Your assignment
Please report how many lines in the data below contain "StaleVersion". Nothing besides the number should be written.

[Saved entries]
"""
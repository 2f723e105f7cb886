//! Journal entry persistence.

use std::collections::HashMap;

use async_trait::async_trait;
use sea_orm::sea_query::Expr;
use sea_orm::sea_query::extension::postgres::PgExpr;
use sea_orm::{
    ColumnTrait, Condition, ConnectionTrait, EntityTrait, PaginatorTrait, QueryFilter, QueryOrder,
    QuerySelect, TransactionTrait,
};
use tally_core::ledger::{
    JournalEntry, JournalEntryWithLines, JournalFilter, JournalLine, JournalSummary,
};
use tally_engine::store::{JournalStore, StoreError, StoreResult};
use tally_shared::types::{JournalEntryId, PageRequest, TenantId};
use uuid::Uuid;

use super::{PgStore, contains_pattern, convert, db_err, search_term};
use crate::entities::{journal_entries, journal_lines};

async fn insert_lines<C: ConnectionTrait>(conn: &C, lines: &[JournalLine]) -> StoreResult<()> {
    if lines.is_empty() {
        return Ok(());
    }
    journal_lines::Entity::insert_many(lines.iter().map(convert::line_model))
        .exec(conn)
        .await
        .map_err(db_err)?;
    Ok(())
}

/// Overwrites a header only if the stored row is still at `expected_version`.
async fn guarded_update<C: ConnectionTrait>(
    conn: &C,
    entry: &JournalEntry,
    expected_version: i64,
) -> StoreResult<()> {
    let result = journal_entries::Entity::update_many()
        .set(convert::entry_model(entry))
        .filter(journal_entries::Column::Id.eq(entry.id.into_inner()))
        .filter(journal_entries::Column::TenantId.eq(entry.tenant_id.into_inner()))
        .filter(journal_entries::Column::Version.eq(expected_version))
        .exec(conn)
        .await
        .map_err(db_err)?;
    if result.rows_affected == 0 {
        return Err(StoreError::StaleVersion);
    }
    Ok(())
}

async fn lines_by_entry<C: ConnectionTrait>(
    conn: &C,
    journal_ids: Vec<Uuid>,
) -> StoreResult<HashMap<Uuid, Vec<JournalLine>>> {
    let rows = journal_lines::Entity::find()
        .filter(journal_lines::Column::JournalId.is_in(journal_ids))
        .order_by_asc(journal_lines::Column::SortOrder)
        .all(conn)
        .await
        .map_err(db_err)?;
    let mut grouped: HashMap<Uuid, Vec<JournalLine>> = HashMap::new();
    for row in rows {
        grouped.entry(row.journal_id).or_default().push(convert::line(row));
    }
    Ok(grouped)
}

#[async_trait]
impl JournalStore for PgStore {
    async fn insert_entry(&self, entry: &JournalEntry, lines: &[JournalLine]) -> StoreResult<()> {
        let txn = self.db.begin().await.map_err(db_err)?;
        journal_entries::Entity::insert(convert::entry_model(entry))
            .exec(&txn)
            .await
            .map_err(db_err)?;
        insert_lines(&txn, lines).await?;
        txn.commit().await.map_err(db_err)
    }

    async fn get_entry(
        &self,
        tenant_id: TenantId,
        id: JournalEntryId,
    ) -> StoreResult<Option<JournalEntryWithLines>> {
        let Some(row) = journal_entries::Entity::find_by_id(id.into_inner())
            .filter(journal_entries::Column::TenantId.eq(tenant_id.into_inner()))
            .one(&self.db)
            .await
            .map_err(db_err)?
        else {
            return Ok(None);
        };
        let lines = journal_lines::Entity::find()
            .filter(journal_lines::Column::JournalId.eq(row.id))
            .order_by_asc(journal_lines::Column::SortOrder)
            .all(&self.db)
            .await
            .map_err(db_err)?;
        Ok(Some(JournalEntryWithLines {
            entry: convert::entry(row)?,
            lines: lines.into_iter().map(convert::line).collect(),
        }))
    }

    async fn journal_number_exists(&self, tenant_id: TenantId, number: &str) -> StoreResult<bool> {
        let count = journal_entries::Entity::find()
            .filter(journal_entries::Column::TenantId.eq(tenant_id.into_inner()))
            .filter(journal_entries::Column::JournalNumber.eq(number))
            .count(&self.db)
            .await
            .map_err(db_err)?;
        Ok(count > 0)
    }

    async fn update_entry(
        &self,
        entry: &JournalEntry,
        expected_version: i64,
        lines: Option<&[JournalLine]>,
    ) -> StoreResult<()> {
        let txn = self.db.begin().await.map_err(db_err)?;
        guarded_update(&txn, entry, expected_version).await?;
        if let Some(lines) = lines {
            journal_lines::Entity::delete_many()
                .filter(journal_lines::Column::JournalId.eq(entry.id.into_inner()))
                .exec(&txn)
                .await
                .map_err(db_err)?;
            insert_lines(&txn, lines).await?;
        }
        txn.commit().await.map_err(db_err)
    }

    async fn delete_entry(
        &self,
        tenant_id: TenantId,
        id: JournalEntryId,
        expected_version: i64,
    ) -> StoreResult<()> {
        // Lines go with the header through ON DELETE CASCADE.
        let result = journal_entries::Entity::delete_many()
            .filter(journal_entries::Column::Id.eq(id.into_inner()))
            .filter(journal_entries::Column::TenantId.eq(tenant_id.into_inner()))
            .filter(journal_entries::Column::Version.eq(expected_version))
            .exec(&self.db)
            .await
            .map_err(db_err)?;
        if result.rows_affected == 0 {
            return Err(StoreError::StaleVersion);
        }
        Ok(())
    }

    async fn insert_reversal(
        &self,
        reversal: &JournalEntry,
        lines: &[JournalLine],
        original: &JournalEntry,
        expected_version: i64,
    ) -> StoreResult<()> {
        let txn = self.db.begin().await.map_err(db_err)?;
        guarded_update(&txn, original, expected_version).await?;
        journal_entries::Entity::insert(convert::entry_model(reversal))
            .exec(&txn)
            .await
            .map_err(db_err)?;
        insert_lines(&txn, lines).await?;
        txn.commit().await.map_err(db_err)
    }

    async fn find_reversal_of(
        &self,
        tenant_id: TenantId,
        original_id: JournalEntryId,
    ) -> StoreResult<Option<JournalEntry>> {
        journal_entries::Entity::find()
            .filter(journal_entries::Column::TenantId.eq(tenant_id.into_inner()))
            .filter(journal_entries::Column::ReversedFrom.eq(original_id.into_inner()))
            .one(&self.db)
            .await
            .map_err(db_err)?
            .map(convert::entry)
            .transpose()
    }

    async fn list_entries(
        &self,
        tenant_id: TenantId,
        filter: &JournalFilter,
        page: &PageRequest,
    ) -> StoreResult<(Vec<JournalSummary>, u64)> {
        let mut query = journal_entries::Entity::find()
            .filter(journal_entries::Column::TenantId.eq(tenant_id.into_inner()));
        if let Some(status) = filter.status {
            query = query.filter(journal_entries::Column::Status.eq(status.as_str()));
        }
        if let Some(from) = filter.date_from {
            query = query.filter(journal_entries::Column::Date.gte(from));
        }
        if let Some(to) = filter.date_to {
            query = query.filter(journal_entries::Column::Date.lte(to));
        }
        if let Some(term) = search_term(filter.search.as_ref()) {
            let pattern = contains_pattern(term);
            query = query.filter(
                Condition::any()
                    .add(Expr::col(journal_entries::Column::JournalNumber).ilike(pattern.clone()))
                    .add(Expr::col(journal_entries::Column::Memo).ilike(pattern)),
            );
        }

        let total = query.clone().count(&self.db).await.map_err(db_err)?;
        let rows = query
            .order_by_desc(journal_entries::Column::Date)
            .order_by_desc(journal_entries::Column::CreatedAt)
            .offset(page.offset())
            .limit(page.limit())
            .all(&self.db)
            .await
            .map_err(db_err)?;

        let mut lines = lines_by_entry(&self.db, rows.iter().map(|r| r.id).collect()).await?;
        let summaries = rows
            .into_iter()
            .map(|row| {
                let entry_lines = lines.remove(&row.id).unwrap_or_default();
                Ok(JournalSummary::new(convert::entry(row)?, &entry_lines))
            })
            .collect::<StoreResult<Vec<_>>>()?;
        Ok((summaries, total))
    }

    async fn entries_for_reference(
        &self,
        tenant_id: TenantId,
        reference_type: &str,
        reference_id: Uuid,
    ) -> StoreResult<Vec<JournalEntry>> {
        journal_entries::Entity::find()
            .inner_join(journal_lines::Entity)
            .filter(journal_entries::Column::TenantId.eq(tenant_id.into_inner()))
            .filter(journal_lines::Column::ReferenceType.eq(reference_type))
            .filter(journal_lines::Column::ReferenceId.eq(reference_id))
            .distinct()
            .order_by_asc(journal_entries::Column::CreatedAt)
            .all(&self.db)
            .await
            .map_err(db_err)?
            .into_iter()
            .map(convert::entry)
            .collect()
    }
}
"""
Your response
2